Rien de tel qu'une initiative populaire pour amener la campagne électorale sur son terrain de prédilection. Comme promis, l'UDC lancera d'ici à septembre sa nouvelle initiative sur l'asile. A la lecture, le projet actuel qui doit encore être approuvé par les sections cantonales, est un cousin très proche de l'initiative «Contre les abus dans le droit d'asile», rejetée par le peuple le 24 novembre 2002. Deux ans auparavant déjà, le peuple avait dit non à l'initiative dite «des 18%», qui demandait que la Suisse limite le nombre de ses ressortissants étrangers – immigrés, réfugiés et requérants confondus – à 18% de la population. Mais aujourd'hui, il faut avant tout éviter que le thème ne s'évapore d'ici aux élections fédérales d'octobre.

Pour justifier ce nouvel assaut dont il est l'un des instigateurs, le conseiller national zurichois, Hans Fehr, invoque le scrutin extrêmement serré par lequel la votation de novembre s'était soldée: «49,9% de oui, cela veut dire que le résultat tient du hasard.» Raison pour laquelle il considère que la persévérance de l'UDC sur ce thème n'a rien à voir avec celle, très critiquée par l'UDC, des socialistes sur d'autres questions: «Aux votations de mai, c'était plutôt 15% ou 20% de soutien.» A cet argument s'ajoute l'urgence: dans la campagne précédent le 24 novembre, le Conseil fédéral invoquait la réforme de la loi en cours, qui allait dans le même sens que les propositions figurant dans l'initiative. Or, la commission du National a choisi de traiter parallèlement la révision de la loi sur l'asile et celle de la loi sur les étrangers – dans laquelle sont notamment réglementées les mesures de contraintes. Résultat: la révision s'en trouve «retardée et diluée», dit l'UDC, qui soupçonne en outre le gouvernement de prendre le problème à la légère.

Deux initiatives qui se ressemblent et, chez Hans Fehr, une argumentation qui, elle non plus, n'a guère bougé depuis novembre: «L'objectif fondamental est de dissuader les faux requérants de venir. C'est la seule façon de limiter la population de l'asile chez nous, parce qu'une fois entrés, il est très difficile de les faire repartir.» Principale nouveauté introduite par cette troisième initiative: la Confédération est désignée responsable de tout requérant, de l'instant où il arrive en Suisse jusqu'à son départ. Explication du Zurichois: «Aujourd'hui, le système permet à la Confédération d'ouvrir ses portes à toutes sortes de clandestins, et autres personnes sans papiers d'identité. Elle les répartit ensuite dans les cantons, leur laissant le soin de les expulser.»

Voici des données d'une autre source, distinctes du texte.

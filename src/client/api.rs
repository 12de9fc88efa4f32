//! Request wrapper.
//!
//! [`ApiClient`] is the surface feature code talks to. Every operation
//! delegates to [`HttpClient`] and returns an [`Envelope`] instead of an error,
//! so callers branch on `success` rather than on `Result`.

use crate::client::{
    event_request, to_query_pairs, EventStream, EventSubscription, HttpClient, Poller,
    StreamCallbacks,
};
use crate::error::Result;
use crate::types::{
    Envelope, Paginated, Pagination, ProgressCallback, RequestDescriptor, RequestOptions,
    UploadFile,
};
use futures::future::join_all;
use serde::de::DeserializeOwned;
use serde::Serialize;
use std::path::PathBuf;
use std::time::Duration;

/// Convenience operations on top of [`HttpClient`].
#[derive(Clone)]
pub struct ApiClient {
    http: HttpClient,
}

impl ApiClient {
    /// Wrap a client.
    pub fn new(http: HttpClient) -> Self {
        Self { http }
    }

    /// The underlying transport client.
    pub fn http(&self) -> &HttpClient {
        &self.http
    }

    /// GET `url`.
    pub async fn get<T: DeserializeOwned>(&self, url: &str, options: RequestOptions) -> Envelope<T> {
        self.http.get(url, options).await
    }

    /// POST `body` to `url`.
    pub async fn post<T, B>(&self, url: &str, body: &B, options: RequestOptions) -> Envelope<T>
    where
        T: DeserializeOwned,
        B: Serialize + ?Sized,
    {
        self.http.post(url, body, options).await
    }

    /// PUT `body` to `url`.
    pub async fn put<T, B>(&self, url: &str, body: &B, options: RequestOptions) -> Envelope<T>
    where
        T: DeserializeOwned,
        B: Serialize + ?Sized,
    {
        self.http.put(url, body, options).await
    }

    /// PATCH `url` with `body`.
    pub async fn patch<T, B>(&self, url: &str, body: &B, options: RequestOptions) -> Envelope<T>
    where
        T: DeserializeOwned,
        B: Serialize + ?Sized,
    {
        self.http.patch(url, body, options).await
    }

    /// DELETE `url`.
    pub async fn delete<T: DeserializeOwned>(&self, url: &str, options: RequestOptions) -> Envelope<T> {
        self.http.delete(url, options).await
    }

    /// GET one page of a collection.
    ///
    /// `page`, `page_size` and the optional sort go first in the query string,
    /// followed by `filters` (any object; nulls and empty strings are dropped).
    /// A filter with the same name as a pagination key replaces it.
    pub async fn paginated_get<T, F>(
        &self,
        url: &str,
        pagination: &Pagination,
        filters: &F,
    ) -> Envelope<Paginated<T>>
    where
        T: DeserializeOwned,
        F: Serialize + ?Sized,
    {
        let filters = match to_query_pairs(filters) {
            Ok(filters) => filters,
            Err(err) => return Envelope::from_result(Err(err)),
        };

        let mut params = pagination.to_query();
        params.retain(|(key, _)| !filters.iter().any(|(name, _)| name == key));
        params.extend(filters);

        let request = RequestDescriptor::get(url).with_params(params);
        self.http.request(request).await
    }

    /// Dispatch every request concurrently.
    ///
    /// Never fails as a whole: the result holds one envelope per request, in
    /// input order.
    pub async fn batch_request<T: DeserializeOwned>(
        &self,
        requests: Vec<RequestDescriptor>,
    ) -> Vec<Envelope<T>> {
        let total = requests.len();
        let results = join_all(requests.into_iter().map(|request| self.http.request(request))).await;

        let failed = results.iter().filter(|result| !result.is_success()).count();
        tracing::debug!(total, failed, "batch finished");
        results
    }

    /// Upload a file as multipart form data.
    pub async fn upload_file<T: DeserializeOwned>(
        &self,
        url: &str,
        file: UploadFile,
        on_progress: Option<ProgressCallback>,
    ) -> Envelope<T> {
        self.http
            .upload_file(url, file, on_progress, RequestOptions::default())
            .await
    }

    /// Download `url` into the configured download directory.
    pub async fn download_file(&self, url: &str, filename: Option<&str>) -> Result<PathBuf> {
        self.http
            .download_file(url, filename, RequestOptions::default())
            .await
    }

    /// Open a server-sent event stream, delivering decoded events to callbacks.
    ///
    /// Must be called within a Tokio runtime. Errors are logged and passed to
    /// `on_error`; they are never returned.
    pub fn stream_request<T>(&self, url: &str, callbacks: StreamCallbacks<T>) -> EventStream
    where
        T: DeserializeOwned + Send + 'static,
    {
        let request = event_request(self.http.config(), self.http.context(), url);
        EventStream::spawn(self.http.transport().clone(), request, callbacks)
    }

    /// Open a server-sent event stream as a `Stream` of decoded events.
    pub fn subscribe<T>(&self, url: &str) -> EventSubscription<T>
    where
        T: DeserializeOwned + Send + 'static,
    {
        let request = event_request(self.http.config(), self.http.context(), url);
        EventSubscription::spawn(self.http.transport().clone(), request)
    }

    /// Create a poller for `url`. Call [`Poller::start`] to begin.
    ///
    /// `params` are serialized like pagination filters. If they cannot be,
    /// the poller is created without them and the problem is logged.
    pub fn poll_request<T, P>(
        &self,
        url: &str,
        params: &P,
        interval: Duration,
        max_attempts: Option<u32>,
    ) -> Poller<T>
    where
        T: DeserializeOwned + Send + 'static,
        P: Serialize + ?Sized,
    {
        let params = to_query_pairs(params).unwrap_or_else(|err| {
            tracing::warn!(url, error = %err, "ignoring unusable poll parameters");
            Vec::new()
        });
        Poller::new(self.http.clone(), url, params, interval, max_attempts)
    }
}

impl From<HttpClient> for ApiClient {
    fn from(http: HttpClient) -> Self {
        Self::new(http)
    }
}

impl Default for ApiClient {
    fn default() -> Self {
        Self::new(HttpClient::new())
    }
}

Pour le reste, le texte propose un durcissement général des conditions d'accueil, poussant à l'extrême des principes figurant, pour la plupart, dans les réformes en cours. Ainsi, la Confédération a décidé de supprimer les prestations aux personnes sur lesquelles l'administration n'est pas entrée en matière: l'UDC veut étendre ce principe pour toutes les demandes refusées, même à l'issue d'une procédure ordinaire. Comme dans son texte précédent, la règle de l'Etat tiers, consistant à renvoyer d'où elle vient toute personne ayant transité par un pays réputé sûr devrait être appliquée sans tenir compte des objections du pays en question. Par principe, il ne serait pas entré en matière non plus sur la demande de qui serait arrivé sans papiers d'identité ou clandestinement. Ni sur celles émanant de personnes ayant été condamnées par le passé pour des crimes ou des délits: celles d'entre elles qui ne pourraient être expulsées sur-le-champ devraient être enfermées dans un centre créé à cet effet.

«Un théâtre d'été à deux sous, du réchauffé qui sent mauvais»: le porte-parole de l'Organisation suisse d'aide aux réfugiés ne mâche pas ses mots pour qualifier cette nouvelle initiative qu'il juge purement opportuniste. Sur le fonds, il la trouve toute aussi problématique que la précédente, non seulement du point de vue des droits de l'homme mais aussi de son applicabilité: «Quel canton voudrait accueillir un centre destiné aux requérants condamnés?» Il relève également que refuser l'aide sociale à un requérant débouté constituerait une atteinte à la dignité humaine: «Déposer une demande d'asile n'est pas un abus en soi et on ne peut pas jeter des gens à la rue parce que leurs demandes auraient été refusées.»

A cela, Hans Fehr répond qu'il n'y a qu'un seul moyen de dissuader les «faux requérants»: appliquer des principes clairs et sans exception, quitte pour cela à dénoncer la Convention des droits de l'homme. Et si le peuple disait non une troisième fois, l'UDC s'inclinerait-elle? «La troisième fois, ce sera oui.»